Martin Archer Flavin (November 2, 1883 – December 27, 1967) was an American playwright and novelist. His novel Journey in the Dark received both the Harper Prize for 1943 and a Pulitzer Prize for 1944. He was one of the few writers to receive a Pulitzer for a play and a novel. His play, The Criminal Code was produced on Broadway in 1929 and was the basis for the motion picture The Criminal Code. He had two other hits, Broken Dishes, and Cross Roads, on Broadway.

Early life

Flavin was born on November 2, 1883, in San Francisco, California. He grew up in Chicago and was a Sigma Chi at the University of Chicago, which he attended from 1903 to 1905. 
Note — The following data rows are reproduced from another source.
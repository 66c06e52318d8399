//! snipgen: snippet template expansion
//!
//! Each template runs through an ordered list of generation commands derived from
//! its language and keywords; every command works on its own copy of the template
//! and may emit derived snippets or cancel. A separate pass turns
//! `meta-alternative-shortcut:<value>` tags into sibling snippets.

pub mod cli;
pub mod command;
pub mod config;
pub mod error;
pub mod generation;
pub mod logging;
pub mod output;
pub mod snippet;
pub mod source;
//! Workspace config file source: snipgen.toml and snipgen.{env}.toml

use config::builder::DefaultState;
use config::ConfigBuilder;
use config::File;
use std::path::Path;

pub const WORKSPACE_CONFIG_FILE: &str = "snipgen.toml";

/// Add workspace config files to builder.
/// Precedence: snipgen.toml (base) then snipgen.{SNIPGEN_ENV}.toml (env-specific).
pub fn add_to_builder(
    mut builder: ConfigBuilder<DefaultState>,
    workspace_root: &Path,
) -> ConfigBuilder<DefaultState> {
    let base_config_path = workspace_root.join(WORKSPACE_CONFIG_FILE);
    if base_config_path.exists() {
        builder = builder.add_source(File::from(base_config_path).required(false));
    }

    if let Ok(env_name) = std::env::var("SNIPGEN_ENV") {
        let env_config_path = workspace_root.join(format!("snipgen.{}.toml", env_name));
        if env_config_path.exists() {
            builder = builder.add_source(File::from(env_config_path).required(false));
        }
    }

    builder
}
He was an army cavalryman during World War I and enjoyed riding for most of his life. Flavin was married three times, to Daphne Virginia Springer in 1914, Sarah Keese Arnold in 1919, and Cornelia Clampett in 1949. He had three children.

Career

Flavin left college to work as a reporter on a Chicago newspaper. He then took over the family's business called the American Wallpaper Company. He wrote plays while working there. 

He came to Carmel-by-the-Sea, California in the 1920s. He and playwrights Perry Newberry, and Ira Remsen produced original dramas at the Carmel Arts and Crafts Club theater at that time. 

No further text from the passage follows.